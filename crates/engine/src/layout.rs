//! Structural assumptions about the editor's element ordering.
//!
//! Each helper here encodes one fact about how the app lays out its view
//! tree. When the app changes a layout, this is the file to update.

use device::UiElement;

/// Thumbnails sharing one horizontal row, left to right.
#[derive(Debug, Clone)]
pub struct ThumbnailRow {
    /// Top edge all members are aligned on.
    pub top: i32,
    pub items: Vec<UiElement>,
}

impl ThumbnailRow {
    pub fn len(&self) -> usize {
        self.items.len()
    }

    pub fn is_empty(&self) -> bool {
        self.items.is_empty()
    }

    pub fn get(&self, position: usize) -> Option<&UiElement> {
        self.items.get(position)
    }
}

/// Row of thumbnails under a category label.
///
/// The first thumbnail is the second element after the label in document
/// order; its top edge defines the row. Members are elements after the
/// label whose top lies within `tolerance` pixels, minus the label itself.
pub fn thumbnail_row(snapshot: &[UiElement], label: &str, tolerance: i32) -> Option<ThumbnailRow> {
    let pos = snapshot.iter().position(|el| el.text() == label)?;
    let top = snapshot.get(pos + 2)?.bounds.y1;
    Some(row_at(&snapshot[pos..], top, tolerance, label))
}

/// Elements whose top is within `tolerance` of `top`, sorted by x.
pub fn row_at(snapshot: &[UiElement], top: i32, tolerance: i32, exclude_text: &str) -> ThumbnailRow {
    let mut items: Vec<UiElement> = snapshot
        .iter()
        .filter(|el| (el.bounds.y1 - top).abs() < tolerance && el.text() != exclude_text)
        .cloned()
        .collect();
    items.sort_by_key(|el| el.bounds.x1);
    ThumbnailRow { top, items }
}

/// The timeline bar an effect caption belongs to. The caption sits two
/// elements below its bar in the tree.
pub fn effect_bar_for_label<'a>(snapshot: &'a [UiElement], label: &UiElement) -> Option<&'a UiElement> {
    let bar_index = label.index.checked_sub(2)?;
    device::find_by_index(snapshot, bar_index)
}

/// Selectable tiles of the media picker.
///
/// Tiles follow the gallery container. Its first child is the blank camera
/// tile and is skipped; the grid ends at the first later element carrying a
/// resource id.
pub fn gallery_items<'a>(snapshot: &'a [UiElement], gallery_id: &str) -> Vec<&'a UiElement> {
    let Some(start) = snapshot.iter().position(|el| el.has_id(gallery_id)) else {
        return Vec::new();
    };
    let container = snapshot[start].index;
    snapshot[start + 1..]
        .iter()
        .filter(|el| el.index > container + 1)
        .take_while(|el| el.resource_id.is_none())
        .collect()
}
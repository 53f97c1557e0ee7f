/// Logical model of the edited video: clip durations plus the calibration
/// constants that map timeline seconds onto screen pixels.
use chrono::{DateTime, Utc};
use serde::{Deserialize, Serialize};
use uuid::Uuid;

use crate::{Point, Seconds, TimelineError};

/// Physical-to-temporal mapping measured from one calibration snapshot.
#[derive(Debug, Clone, Copy, Serialize, Deserialize, PartialEq)]
pub struct CalibrationConstants {
    /// Horizontal pixels per second of timeline.
    pub px_per_sec: f64,
    /// Fixed playhead position; the track scrolls under it.
    pub anchor: Point,
    /// Height of the track row in pixels.
    pub track_height: i32,
}

impl CalibrationConstants {
    /// Pixel distance covered by `secs`, truncated toward zero.
    pub fn seconds_to_px(&self, secs: Seconds) -> i32 {
        (secs * self.px_per_sec) as i32
    }

    pub fn px_to_seconds(&self, px: i32) -> Seconds {
        px as f64 / self.px_per_sec
    }
}

/// Clip durations, 1-indexed at the API surface. Junction `j` is the cut
/// between clip `j` and clip `j + 1`.
#[derive(Debug, Clone, Serialize, Deserialize, PartialEq)]
pub struct TimelineModel {
    durations: Vec<Seconds>,
    raw_durations: Vec<Seconds>,
}

impl TimelineModel {
    pub fn new(num_clips: usize, default_duration: Seconds) -> Self {
        let durations = vec![default_duration; num_clips];
        Self {
            raw_durations: durations.clone(),
            durations,
        }
    }

    pub fn len(&self) -> usize {
        self.durations.len()
    }

    pub fn is_empty(&self) -> bool {
        self.durations.is_empty()
    }

    pub fn durations(&self) -> &[Seconds] {
        &self.durations
    }

    /// Durations as they were at calibration time.
    pub fn raw_durations(&self) -> &[Seconds] {
        &self.raw_durations
    }

    /// Maps a 1-based clip index to its slot in `durations`.
    pub fn slot(&self, clip: usize) -> Result<usize, TimelineError> {
        if clip == 0 || clip > self.durations.len() {
            return Err(TimelineError::OutOfBounds {
                index: clip,
                len: self.durations.len(),
            });
        }
        Ok(clip - 1)
    }

    pub fn duration(&self, clip: usize) -> Result<Seconds, TimelineError> {
        Ok(self.durations[self.slot(clip)?])
    }

    /// Absolute set; returns the previous value.
    pub fn set_duration(&mut self, clip: usize, secs: Seconds) -> Result<Seconds, TimelineError> {
        let slot = self.slot(clip)?;
        Ok(std::mem::replace(&mut self.durations[slot], secs))
    }

    pub fn start_of(&self, clip: usize) -> Result<Seconds, TimelineError> {
        let slot = self.slot(clip)?;
        Ok(self.durations[..slot].iter().sum())
    }

    pub fn clip_range(&self, clip: usize) -> Result<(Seconds, Seconds), TimelineError> {
        let start = self.start_of(clip)?;
        Ok((start, start + self.duration(clip)?))
    }

    pub fn clip_midpoint(&self, clip: usize) -> Result<Seconds, TimelineError> {
        let (start, end) = self.clip_range(clip)?;
        Ok(start + (end - start) / 2.0)
    }

    /// Time of the cut after `clip`.
    pub fn junction_time(&self, clip: usize) -> Result<Seconds, TimelineError> {
        self.clip_range(clip).map(|(_, end)| end)
    }

    pub fn total_duration(&self) -> Seconds {
        self.durations.iter().sum()
    }

    /// Number of cuts between clips.
    pub fn junction_count(&self) -> usize {
        self.durations.len().saturating_sub(1)
    }

    /// Takes half of `length` from each clip around `junction`. Every call
    /// charges the full length, whatever was applied there before.
    pub fn apply_transition(&mut self, junction: usize, length: Seconds) -> Result<(), TimelineError> {
        let slot = self.junction_slot(junction)?;
        let half = length / 2.0;
        self.durations[slot] -= half;
        self.durations[slot + 1] -= half;
        Ok(())
    }

    fn junction_slot(&self, junction: usize) -> Result<usize, TimelineError> {
        if junction == 0 || junction > self.junction_count() {
            return Err(TimelineError::JunctionOutOfBounds {
                index: junction,
                len: self.junction_count(),
            });
        }
        Ok(junction - 1)
    }
}

/// Everything a calibration produces. Replaced wholesale on recalibration.
#[derive(Debug, Clone, Serialize, Deserialize)]
pub struct SessionState {
    pub id: Uuid,
    pub calibrated_at: DateTime<Utc>,
    pub constants: CalibrationConstants,
    pub model: TimelineModel,
}

impl SessionState {
    pub fn new(constants: CalibrationConstants, model: TimelineModel) -> Self {
        Self {
            id: Uuid::new_v4(),
            calibrated_at: Utc::now(),
            constants,
            model,
        }
    }
}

-- -- --

**Your instructions**
Could you give again exactly the lines from the line containing "Ok(junction - 1)" through the final line of the data above, and no others?

**Answer section**
        Ok(junction - 1)
    }
}

/// Everything a calibration produces. Replaced wholesale on recalibration.
#[derive(Debug, Clone, Serialize, Deserialize)]
pub struct SessionState {
    pub id: Uuid,
    pub calibrated_at: DateTime<Utc>,
    pub constants: CalibrationConstants,
    pub model: TimelineModel,
}

impl SessionState {
    pub fn new(constants: CalibrationConstants, model: TimelineModel) -> Self {
        Self {
            id: Uuid::new_v4(),
            calibrated_at: Utc::now(),
            constants,
            model,
        }
    }
}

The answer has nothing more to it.